:: Data for analysis ::
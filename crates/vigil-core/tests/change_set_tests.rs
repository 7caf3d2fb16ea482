#![allow(clippy::unwrap_used, clippy::expect_used)]

//! Change-set behaviour over whole snapshots.

mod common;

use common::{facility, snapshot, snapshot_strategy};
use proptest::prelude::*;
use vigil_core::diff::{compute_change_set, InstanceChangeKind, StatusChange};
use vigil_core::errors::VgErrorKind;
use vigil_core::{FacilityStatus, Instance};

#[test]
fn test_web_goes_down() {
    let previous = snapshot(vec![facility("web", FacilityStatus::Up)]);
    let current = snapshot(vec![facility("web", FacilityStatus::Down)]);

    let cs = compute_change_set(Some(&previous), &current).unwrap();

    assert_eq!(
        cs.status_changed,
        vec![StatusChange {
            facility_id: "web".to_string(),
            old_status: FacilityStatus::Up,
            new_status: FacilityStatus::Down,
        }]
    );
    assert!(cs.added.is_empty());
    assert!(cs.removed.is_empty());
    assert!(cs.has_any_change());
}

#[test]
fn test_added_facility_is_not_a_status_change() {
    let previous = snapshot(vec![facility("web", FacilityStatus::Up)]);
    let current = snapshot(vec![
        facility("web", FacilityStatus::Up),
        facility("db", FacilityStatus::Down),
    ]);

    let cs = compute_change_set(Some(&previous), &current).unwrap();

    assert_eq!(cs.added.len(), 1);
    assert_eq!(cs.added[0].id, "db");
    assert!(cs.status_changed.is_empty());
}

#[test]
fn test_removed_facilities_follow_previous_order() {
    let previous = snapshot(vec![
        facility("c", FacilityStatus::Up),
        facility("web", FacilityStatus::Up),
        facility("a", FacilityStatus::Up),
    ]);
    let current = snapshot(vec![facility("web", FacilityStatus::Up)]);

    let cs = compute_change_set(Some(&previous), &current).unwrap();

    assert_eq!(cs.removed, vec!["c".to_string(), "a".to_string()]);
}

#[test]
fn test_status_changes_follow_current_order() {
    let previous = snapshot(vec![
        facility("a", FacilityStatus::Up),
        facility("b", FacilityStatus::Up),
    ]);
    let current = snapshot(vec![
        facility("b", FacilityStatus::Down),
        facility("a", FacilityStatus::Down),
    ]);

    let cs = compute_change_set(Some(&previous), &current).unwrap();
    let order: Vec<_> = cs.status_changed.iter().map(|c| c.facility_id.as_str()).collect();
    assert_eq!(order, vec!["b", "a"]);
}

#[test]
fn test_instances_of_new_facilities_are_not_diffed() {
    let previous = snapshot(vec![facility("web", FacilityStatus::Up)]);
    let current = snapshot(vec![
        facility("web", FacilityStatus::Up),
        facility("db", FacilityStatus::Up).with_instance(Instance::new("db1", FacilityStatus::Up)),
    ]);

    let cs = compute_change_set(Some(&previous), &current).unwrap();
    assert!(cs.instance_changed.is_empty());
}

#[test]
fn test_instance_status_change_without_facility_change() {
    let previous = snapshot(vec![facility("web", FacilityStatus::Degraded)
        .with_instance(Instance::new("a", FacilityStatus::Up))
        .with_instance(Instance::new("b", FacilityStatus::Down))]);
    let current = snapshot(vec![facility("web", FacilityStatus::Degraded)
        .with_instance(Instance::new("a", FacilityStatus::Down))
        .with_instance(Instance::new("b", FacilityStatus::Up))]);

    let cs = compute_change_set(Some(&previous), &current).unwrap();

    assert!(cs.status_changed.is_empty());
    assert_eq!(cs.instance_changed.len(), 2);
    assert!(cs
        .instance_changed
        .iter()
        .all(|c| c.kind() == InstanceChangeKind::StatusChanged));
}

#[test]
fn test_dns_issues_reflect_current_state() {
    let previous = snapshot(vec![facility("web", FacilityStatus::Up).with_dns_issue(true)]);
    let current = snapshot(vec![facility("web", FacilityStatus::Up).with_dns_issue(true)]);

    let cs = compute_change_set(Some(&previous), &current).unwrap();

    assert_eq!(cs.dns_issues_active, vec!["web".to_string()]);
    assert!(!cs.has_any_change());
}

#[test]
fn test_duplicate_facility_in_current_is_invalid() {
    let current = snapshot(vec![
        facility("web", FacilityStatus::Up),
        facility("web", FacilityStatus::Down),
    ]);

    let err = compute_change_set(None, &current).unwrap_err();
    assert_eq!(err.kind(), VgErrorKind::InvalidSnapshot);
    assert_eq!(err.facility_id(), Some("web"));
}

#[test]
fn test_duplicate_instance_is_invalid() {
    let previous = snapshot(vec![facility("web", FacilityStatus::Up)]);
    let current = snapshot(vec![facility("web", FacilityStatus::Up)
        .with_instance(Instance::new("a", FacilityStatus::Up))
        .with_instance(Instance::new("a", FacilityStatus::Up))]);

    let err = compute_change_set(Some(&previous), &current).unwrap_err();
    assert_eq!(err.kind(), VgErrorKind::InvalidSnapshot);
    assert_eq!(err.instance_id(), Some("a"));
}

proptest! {
    #[test]
    fn prop_change_set_is_deterministic(previous in snapshot_strategy(), current in snapshot_strategy()) {
        let first = compute_change_set(Some(&previous), &current).unwrap();
        let second = compute_change_set(Some(&previous), &current).unwrap();
        prop_assert_eq!(first, second);
    }

    #[test]
    fn prop_self_diff_is_empty(s in snapshot_strategy()) {
        let cs = compute_change_set(Some(&s), &s).unwrap();
        prop_assert!(!cs.has_any_change());
        prop_assert_eq!(cs.change_count(), 0);
    }

    #[test]
    fn prop_added_and_changed_are_disjoint(previous in snapshot_strategy(), current in snapshot_strategy()) {
        let cs = compute_change_set(Some(&previous), &current).unwrap();
        for added in &cs.added {
            prop_assert!(previous.facility(&added.id).is_none());
            prop_assert!(cs.status_change_for(&added.id).is_none());
            prop_assert_eq!(cs.added.iter().filter(|f| f.id == added.id).count(), 1);
        }
        for change in &cs.status_changed {
            prop_assert!(!cs.removed.contains(&change.facility_id));
            prop_assert_eq!(
                previous.facility(&change.facility_id).map(|f| f.status),
                Some(change.old_status)
            );
            prop_assert_eq!(
                current.facility(&change.facility_id).map(|f| f.status),
                Some(change.new_status)
            );
        }
    }
}
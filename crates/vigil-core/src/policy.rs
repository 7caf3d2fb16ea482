//! Notification policy
//!
//! Decides, per adapter, whether a change set is worth posting and how much
//! of the report to render. The decision depends only on the change set, the
//! adapter's configured [`NotificationMode`] and whether this evaluation is
//! the adapter's initial baseline.

use std::str::FromStr;

use serde::{Deserialize, Serialize};

use crate::diff::ChangeSet;

/// Per-adapter notification mode
#[derive(Debug, Clone, Copy, Default, PartialEq, Eq, Hash, Serialize, Deserialize)]
#[serde(rename_all = "kebab-case")]
pub enum NotificationMode {
    /// Post the complete current status on every cycle
    Always,
    /// Post the complete status when something changed, and once as a baseline
    #[default]
    ChangesWithBaseline,
    /// Post only what changed, never on a quiet cycle
    ChangesOnlyStrict,
}

impl NotificationMode {
    pub fn as_str(&self) -> &'static str {
        match self {
            NotificationMode::Always => "always",
            NotificationMode::ChangesWithBaseline => "changes-with-baseline",
            NotificationMode::ChangesOnlyStrict => "changes-only-strict",
        }
    }
}

impl std::fmt::Display for NotificationMode {
    fn fmt(&self, f: &mut std::fmt::Formatter<'_>) -> std::fmt::Result {
        f.write_str(self.as_str())
    }
}

impl FromStr for NotificationMode {
    type Err = String;

    fn from_str(s: &str) -> Result<Self, Self::Err> {
        match s {
            "always" => Ok(NotificationMode::Always),
            "changes-with-baseline" => Ok(NotificationMode::ChangesWithBaseline),
            "changes-only-strict" => Ok(NotificationMode::ChangesOnlyStrict),
            other => Err(format!(
                "unknown notification mode '{other}' (expected always, changes-with-baseline or changes-only-strict)"
            )),
        }
    }
}

/// What an adapter should render for one evaluation
#[derive(Debug, Clone, Copy, PartialEq, Eq, Hash, Serialize)]
#[serde(rename_all = "snake_case")]
pub enum RenderDecision {
    Suppress,
    RenderFull,
    RenderChangesOnly,
}

impl RenderDecision {
    pub fn is_suppress(&self) -> bool {
        matches!(self, RenderDecision::Suppress)
    }
}

/// Policy trait for turning a change set into a render decision
pub trait NotificationPolicy {
    fn decide(&self, change_set: &ChangeSet, is_initial_baseline: bool) -> RenderDecision;
}

impl NotificationPolicy for NotificationMode {
    fn decide(&self, change_set: &ChangeSet, is_initial_baseline: bool) -> RenderDecision {
        let changed = change_set.has_any_change();
        match self {
            NotificationMode::Always => RenderDecision::RenderFull,
            NotificationMode::ChangesWithBaseline if changed || is_initial_baseline => {
                RenderDecision::RenderFull
            }
            NotificationMode::ChangesOnlyStrict if changed => RenderDecision::RenderChangesOnly,
            _ => RenderDecision::Suppress,
        }
    }
}

/// Evaluate `mode` against `change_set`
pub fn decide(
    change_set: &ChangeSet,
    mode: NotificationMode,
    is_initial_baseline: bool,
) -> RenderDecision {
    mode.decide(change_set, is_initial_baseline)
}
use std::collections::HashSet;

use chrono::{DateTime, Duration, Utc};
use serde::Serialize;

use super::status::{summarize_status, FacilityStatus};
use crate::errors::SnapshotError;

/// Refresh interval assumed when the producer does not publish one
pub const DEFAULT_REFRESH_INTERVAL_SECS: u64 = 900;

const MAX_REFRESH_INTERVAL_SECS: u64 = 10 * 365 * 24 * 3600;

/// One host, port or service endpoint behind a facility
#[derive(Debug, Clone, PartialEq, Eq, Serialize)]
pub struct Instance {
    pub id: String,
    pub status: FacilityStatus,
    #[serde(skip_serializing_if = "Option::is_none")]
    pub detail: Option<String>,
    #[serde(skip_serializing_if = "Option::is_none")]
    pub port: Option<u16>,
}

impl Instance {
    pub fn new(id: impl Into<String>, status: FacilityStatus) -> Self {
        Self {
            id: id.into(),
            status,
            detail: None,
            port: None,
        }
    }

    pub fn with_detail(mut self, detail: impl Into<String>) -> Self {
        self.detail = Some(detail.into());
        self
    }

    pub fn with_port(mut self, port: u16) -> Self {
        self.port = Some(port);
        self
    }
}

/// A monitored facility
#[derive(Debug, Clone, PartialEq, Eq, Serialize)]
pub struct Facility {
    pub id: String,
    pub display_name: String,
    pub status: FacilityStatus,
    pub instances: Vec<Instance>,
    pub dns_issue: bool,
    pub hidden: bool,
}

impl Facility {
    pub fn new(id: impl Into<String>, status: FacilityStatus) -> Self {
        let id = id.into();
        Self {
            display_name: id.clone(),
            id,
            status,
            instances: Vec::new(),
            dns_issue: false,
            hidden: false,
        }
    }

    pub fn with_display_name(mut self, name: impl Into<String>) -> Self {
        self.display_name = name.into();
        self
    }

    pub fn with_instance(mut self, instance: Instance) -> Self {
        self.instances.push(instance);
        self
    }

    pub fn with_dns_issue(mut self, dns_issue: bool) -> Self {
        self.dns_issue = dns_issue;
        self
    }

    pub fn with_hidden(mut self, hidden: bool) -> Self {
        self.hidden = hidden;
        self
    }

    pub fn instance(&self, instance_id: &str) -> Option<&Instance> {
        self.instances.iter().find(|i| i.id == instance_id)
    }
}

/// Immutable, timestamped read of every facility's status
#[derive(Debug, Clone, PartialEq, Eq, Serialize)]
pub struct Snapshot {
    generated_at: DateTime<Utc>,
    refresh_interval_secs: u64,
    facilities: Vec<Facility>,
    #[serde(skip_serializing_if = "Option::is_none")]
    digest: Option<String>,
}

impl Snapshot {
    /// Build a snapshot. Identity rules are checked by [`Snapshot::validate`].
    pub fn new(generated_at: DateTime<Utc>, facilities: Vec<Facility>) -> Self {
        Self {
            generated_at,
            refresh_interval_secs: DEFAULT_REFRESH_INTERVAL_SECS,
            facilities,
            digest: None,
        }
    }

    pub fn with_refresh_interval_secs(mut self, secs: u64) -> Self {
        self.refresh_interval_secs = secs;
        self
    }

    /// Attach the content digest of the bytes this snapshot was parsed from
    pub fn with_digest(mut self, digest: impl Into<String>) -> Self {
        self.digest = Some(digest.into());
        self
    }

    pub fn generated_at(&self) -> DateTime<Utc> {
        self.generated_at
    }

    pub fn refresh_interval_secs(&self) -> u64 {
        self.refresh_interval_secs
    }

    pub fn facilities(&self) -> &[Facility] {
        &self.facilities
    }

    pub fn facility(&self, facility_id: &str) -> Option<&Facility> {
        self.facilities.iter().find(|f| f.id == facility_id)
    }

    pub fn digest(&self) -> Option<&str> {
        self.digest.as_deref()
    }

    /// When the producer is expected to publish the next snapshot
    pub fn next_refresh(&self) -> DateTime<Utc> {
        let secs = self.refresh_interval_secs.min(MAX_REFRESH_INTERVAL_SECS) as i64;
        self.generated_at
            .checked_add_signed(Duration::seconds(secs))
            .unwrap_or(self.generated_at)
    }

    /// True once the expected next refresh time has been reached
    pub fn is_outdated(&self, now: DateTime<Utc>) -> bool {
        now >= self.next_refresh()
    }

    /// Summary status over the facilities a reader can see.
    ///
    /// Hidden facilities are only counted when `include_hidden` is set.
    pub fn overall_status(&self, include_hidden: bool) -> FacilityStatus {
        summarize_status(
            self.facilities
                .iter()
                .filter(|f| include_hidden || !f.hidden)
                .map(|f| f.status),
        )
    }

    /// Ids of facilities flagged with an active DNS issue, in snapshot order
    pub fn dns_issues(&self) -> impl Iterator<Item = &str> {
        self.facilities
            .iter()
            .filter(|f| f.dns_issue)
            .map(|f| f.id.as_str())
    }

    /// Full document rules: at least one facility, plus [`Snapshot::validate_identity`].
    pub fn validate(&self) -> Result<(), SnapshotError> {
        if self.facilities.is_empty() {
            return Err(SnapshotError::NoFacilities);
        }
        self.validate_identity()
    }

    /// Identity rules: non-empty and unique facility ids, non-empty and
    /// unique instance ids within each facility.
    pub fn validate_identity(&self) -> Result<(), SnapshotError> {
        let mut seen = HashSet::new();
        for facility in &self.facilities {
            if facility.id.trim().is_empty() {
                return Err(SnapshotError::EmptyId {
                    context: "facility".to_string(),
                });
            }
            if !seen.insert(facility.id.as_str()) {
                return Err(SnapshotError::DuplicateFacility {
                    facility_id: facility.id.clone(),
                });
            }

            let mut seen_instances = HashSet::new();
            for instance in &facility.instances {
                if instance.id.trim().is_empty() {
                    return Err(SnapshotError::EmptyId {
                        context: format!("instance of facility '{}'", facility.id),
                    });
                }
                if !seen_instances.insert(instance.id.as_str()) {
                    return Err(SnapshotError::DuplicateInstance {
                        facility_id: facility.id.clone(),
                        instance_id: instance.id.clone(),
                    });
                }
            }
        }

        Ok(())
    }
}
//! SnapshotWatcher
//!
//! Turns writes to the status document into a debounced stream of
//! [`WatchEvent`]s. The watcher never parses the document; it only says
//! "something changed, go and load it".
//!
//! Raw change signals come from one of two sources:
//! - `notify`: filesystem notifications on the document's parent directory,
//!   so that atomic replace-by-rename is seen as well as in-place writes
//! - `poll`: periodic metadata comparison (modification time and length)
//!
//! A burst of raw signals closer together than the debounce window is
//! delivered as a single event once the burst goes quiet.

mod debounce;
mod sources;

use std::path::{Path, PathBuf};
use std::time::Duration;

use serde::Deserialize;
use tokio::sync::mpsc;
use tokio::task::JoinHandle;

use crate::config::WatchConfig;
use crate::errors::Result;

pub use debounce::Debouncer;

const EVENT_BUFFER: usize = 16;

/// Where raw change signals come from
#[derive(Debug, Clone, Copy, Default, PartialEq, Eq, Deserialize)]
#[serde(rename_all = "lowercase")]
pub enum WatchMode {
    #[default]
    Notify,
    Poll,
}

/// One debounced "the document changed" signal
#[derive(Debug, Clone, Copy, PartialEq, Eq)]
pub struct WatchEvent {
    /// Raw signals folded into this event
    pub raw_signals: usize,
}

/// Factory for watch streams over one document path
#[derive(Debug, Clone)]
pub struct SnapshotWatcher {
    path: PathBuf,
    mode: WatchMode,
    debounce: Duration,
    poll_interval: Duration,
}

impl SnapshotWatcher {
    pub fn new(
        path: impl Into<PathBuf>,
        mode: WatchMode,
        debounce: Duration,
        poll_interval: Duration,
    ) -> Self {
        Self {
            path: path.into(),
            mode,
            debounce,
            poll_interval,
        }
    }

    pub fn from_config(path: &Path, config: &WatchConfig) -> Self {
        Self::new(path, config.mode, config.debounce(), config.poll_interval())
    }

    pub fn path(&self) -> &Path {
        &self.path
    }

    pub fn mode(&self) -> WatchMode {
        self.mode
    }

    /// Begin watching. Each call yields an independent stream, so a caller
    /// can drop a broken stream and start again.
    ///
    /// # Errors
    ///
    /// `Io` when the filesystem watch cannot be installed.
    pub fn start(&self) -> Result<WatchStream> {
        let (raw_tx, raw_rx) = mpsc::unbounded_channel();
        let (event_tx, event_rx) = mpsc::channel(EVENT_BUFFER);

        let source = match self.mode {
            WatchMode::Notify => sources::spawn_notify(&self.path, raw_tx)?,
            WatchMode::Poll => sources::spawn_poll(self.path.clone(), self.poll_interval, raw_tx),
        };

        let debouncer = tokio::spawn(Debouncer::new(self.debounce).run(raw_rx, event_tx));

        tracing::info!(
            path = %self.path.display(),
            mode = ?self.mode,
            debounce_ms = self.debounce.as_millis() as u64,
            "Watching snapshot"
        );

        Ok(WatchStream {
            events: event_rx,
            _source: source,
            debouncer,
        })
    }
}

/// A running watch; dropping it stops the watch
pub struct WatchStream {
    events: mpsc::Receiver<WatchEvent>,
    _source: sources::SourceGuard,
    debouncer: JoinHandle<()>,
}

impl WatchStream {
    /// Next debounced event; `None` once the underlying source has failed
    pub async fn next(&mut self) -> Option<WatchEvent> {
        self.events.recv().await
    }
}

impl Drop for WatchStream {
    fn drop(&mut self) {
        self.debouncer.abort();
    }
}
:::
◆ Task details: Of the entries listed above, reproduce only the lines starting at the line containing "pub use debounce::Debouncer;" and ending at the line containing "cannot be installed.". Include both, exactly as they stand.

◆ Response:
pub use debounce::Debouncer;

const EVENT_BUFFER: usize = 16;

/// Where raw change signals come from
#[derive(Debug, Clone, Copy, Default, PartialEq, Eq, Deserialize)]
#[serde(rename_all = "lowercase")]
pub enum WatchMode {
    #[default]
    Notify,
    Poll,
}

/// One debounced "the document changed" signal
#[derive(Debug, Clone, Copy, PartialEq, Eq)]
pub struct WatchEvent {
    /// Raw signals folded into this event
    pub raw_signals: usize,
}

/// Factory for watch streams over one document path
#[derive(Debug, Clone)]
pub struct SnapshotWatcher {
    path: PathBuf,
    mode: WatchMode,
    debounce: Duration,
    poll_interval: Duration,
}

impl SnapshotWatcher {
    pub fn new(
        path: impl Into<PathBuf>,
        mode: WatchMode,
        debounce: Duration,
        poll_interval: Duration,
    ) -> Self {
        Self {
            path: path.into(),
            mode,
            debounce,
            poll_interval,
        }
    }

    pub fn from_config(path: &Path, config: &WatchConfig) -> Self {
        Self::new(path, config.mode, config.debounce(), config.poll_interval())
    }

    pub fn path(&self) -> &Path {
        &self.path
    }

    pub fn mode(&self) -> WatchMode {
        self.mode
    }

    /// Begin watching. Each call yields an independent stream, so a caller
    /// can drop a broken stream and start again.
    ///
    /// # Errors
    ///
    /// `Io` when the filesystem watch cannot be installed.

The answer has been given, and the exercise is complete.